Records from a dataset:

::::::::::

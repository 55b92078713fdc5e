// ============================================
// src/main.rs (メインファイル)
// ============================================

use std::io::stdout;
use std::time::{Duration, Instant};

mod audio;
mod catalog;
mod cli;
mod error;
mod profile;
mod session;
mod settings;
mod ui;

use audio::{AudioFeedback, Silent, TerminalBell};
use catalog::{Catalog, Difficulty};
use clap::Parser;
use cli::Args;
use error::AppError;
use profile::ProfileTable;
use rand::SeedableRng;
use rand::rngs::StdRng;
use session::{Phase, QuizSession};
use settings::Settings;
use ui::{MenuEntry, View};

use crossterm::{
    ExecutableCommand,
    cursor::{Hide, Show},
    event::{self, Event, KeyCode, KeyEvent, KeyModifiers},
    terminal::{EnterAlternateScreen, LeaveAlternateScreen, disable_raw_mode, enable_raw_mode},
};

use ratatui::prelude::*;

// --------------------------------------------------
// データ構造
// --------------------------------------------------

/// アプリ全体の状態を管理する
struct App {
    session: QuizSession,
    /// メニューに出すむずかしさ一覧
    menu: Vec<MenuEntry>,
    /// メニュー / 選択肢のカーソル位置
    cursor: usize,
    should_quit: bool,
}

impl App {
    fn new(session: QuizSession, profiles: &ProfileTable) -> Self {
        let menu = Difficulty::ALL
            .iter()
            .map(|&difficulty| MenuEntry {
                difficulty,
                question_count: profiles.get(difficulty).question_count,
            })
            .collect();
        Self {
            session,
            menu,
            cursor: 0,
            should_quit: false,
        }
    }

    fn view(&self) -> View<'_> {
        View {
            snapshot: self.session.snapshot(),
            menu: &self.menu,
            cursor: self.cursor,
        }
    }

    fn start(&mut self, difficulty: Difficulty) {
        self.session.start_game(difficulty);
        self.cursor = 0;
    }

    fn back_to_menu(&mut self) {
        self.session.end_to_menu();
        self.cursor = 0;
    }

    /// 今の画面で選べる行の数
    fn row_count(&self) -> usize {
        let snap = self.session.snapshot();
        match snap.phase {
            Phase::Idle => self.menu.len(),
            Phase::Answering if !snap.locked => snap.question.map_or(0, |q| q.options.len()),
            _ => 0,
        }
    }

    fn move_cursor(&mut self, down: bool) {
        let rows = self.row_count();
        if rows == 0 {
            return;
        }
        self.cursor = if down {
            (self.cursor + 1) % rows
        } else {
            (self.cursor + rows - 1) % rows
        };
    }

    /// カーソル行 (または数字キーの行) を決定する
    fn choose(&mut self, row: usize, now: Instant) {
        match self.session.snapshot().phase {
            Phase::Idle => {
                if let Some(entry) = self.menu.get(row).copied() {
                    self.start(entry.difficulty);
                }
            }
            Phase::Answering => {
                let label = self
                    .session
                    .snapshot()
                    .question
                    .and_then(|q| q.options.get(row).cloned());
                if let Some(label) = label {
                    self.session.submit_answer(&label, now);
                    self.cursor = 0;
                }
            }
            Phase::ShowingResult => {
                self.session.advance_manually();
            }
            Phase::Ended => self.back_to_menu(),
        }
    }

    /// キー入力の処理
    fn handle_key(&mut self, key: KeyEvent, now: Instant) {
        if key.code == KeyCode::Char('c') && key.modifiers.contains(KeyModifiers::CONTROL) {
            self.should_quit = true;
            return;
        }

        let phase = self.session.snapshot().phase;
        match key.code {
            KeyCode::Esc if phase == Phase::Idle => self.should_quit = true,
            KeyCode::Esc => self.back_to_menu(),
            KeyCode::Up => self.move_cursor(false),
            KeyCode::Down | KeyCode::Tab => self.move_cursor(true),
            KeyCode::Enter => self.choose(self.cursor, now),
            KeyCode::Char(' ') | KeyCode::Char('n') if phase == Phase::ShowingResult => {
                self.session.advance_manually();
            }
            KeyCode::Char('e') if phase == Phase::Idle => self.start(Difficulty::Easy),
            KeyCode::Char('m') if phase == Phase::Idle => self.start(Difficulty::Medium),
            KeyCode::Char('h') if phase == Phase::Idle => self.start(Difficulty::Hard),
            KeyCode::Char(c) => {
                // 数字キーで直接えらぶ (1始まり)
                if let Some(n) = c.to_digit(10).filter(|&n| n >= 1) {
                    let row = n as usize - 1;
                    if row < self.row_count() {
                        self.choose(row, now);
                    }
                }
            }
            _ => {}
        }
    }
}

// --------------------------------------------------
// メイン関数 (TUIセットアップと実行ループ)
// --------------------------------------------------

fn main() -> Result<(), AppError> {
    pretty_env_logger::init();
    let args = Args::parse();

    let settings = args.apply(Settings::load(args.settings.as_deref())?);
    let catalog = match &settings.catalog {
        Some(path) => Catalog::load(path)?,
        None => Catalog::default(),
    };
    // 設定の矛盾はここで止める
    let profiles = ProfileTable::standard(&catalog)?;

    let audio: Box<dyn AudioFeedback> = if settings.sound {
        Box::new(TerminalBell::new())
    } else {
        Box::new(Silent)
    };
    let rng = match args.seed {
        Some(seed) => StdRng::seed_from_u64(seed),
        None => StdRng::from_os_rng(),
    };

    let session = QuizSession::new(profiles.clone(), audio)
        .with_rng(rng)
        .with_auto_advance(settings.auto_advance());
    let mut app = App::new(session, &profiles);
    if let Some(difficulty) = args.difficulty {
        app.start(difficulty);
    }

    log::info!("starting flag quiz");
    let mut terminal = setup_terminal()?;
    let result = run_app(&mut terminal, &mut app);
    restore_terminal()?;
    result?;
    Ok(())
}

fn setup_terminal() -> std::io::Result<Terminal<impl Backend>> {
    enable_raw_mode()?;
    stdout().execute(EnterAlternateScreen)?; // 代替スクリーンを使用
    stdout().execute(Hide)?; // カーソルを非表示
    let backend = CrosstermBackend::new(stdout());
    Terminal::new(backend)
}

fn restore_terminal() -> std::io::Result<()> {
    stdout().execute(Show)?; // カーソルを再表示
    stdout().execute(LeaveAlternateScreen)?; // 代替スクリーンを終了
    disable_raw_mode()?;
    Ok(())
}

fn run_app(terminal: &mut Terminal<impl Backend>, app: &mut App) -> std::io::Result<()> {
    while !app.should_quit {
        // せいかい後の自動送り
        app.session.tick(Instant::now());

        terminal.draw(|f| ui::draw(f, &app.view()))?;

        if event::poll(Duration::from_millis(50))? {
            if let Event::Key(key) = event::read()? {
                if key.kind == event::KeyEventKind::Press {
                    app.handle_key(key, Instant::now());
                }
            }
        }
    }

    Ok(())
}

::::::::::

What to produce: Using the data above, transcribe the lines that run from the line with "self.choose(row, now);" to the line with "let rng = match", both ends kept, and output nothing else.

Task answer:
                        self.choose(row, now);
                    }
                }
            }
            _ => {}
        }
    }
}

// --------------------------------------------------
// メイン関数 (TUIセットアップと実行ループ)
// --------------------------------------------------

fn main() -> Result<(), AppError> {
    pretty_env_logger::init();
    let args = Args::parse();

    let settings = args.apply(Settings::load(args.settings.as_deref())?);
    let catalog = match &settings.catalog {
        Some(path) => Catalog::load(path)?,
        None => Catalog::default(),
    };
    // 設定の矛盾はここで止める
    let profiles = ProfileTable::standard(&catalog)?;

    let audio: Box<dyn AudioFeedback> = if settings.sound {
        Box::new(TerminalBell::new())
    } else {
        Box::new(Silent)
    };
    let rng = match args.seed {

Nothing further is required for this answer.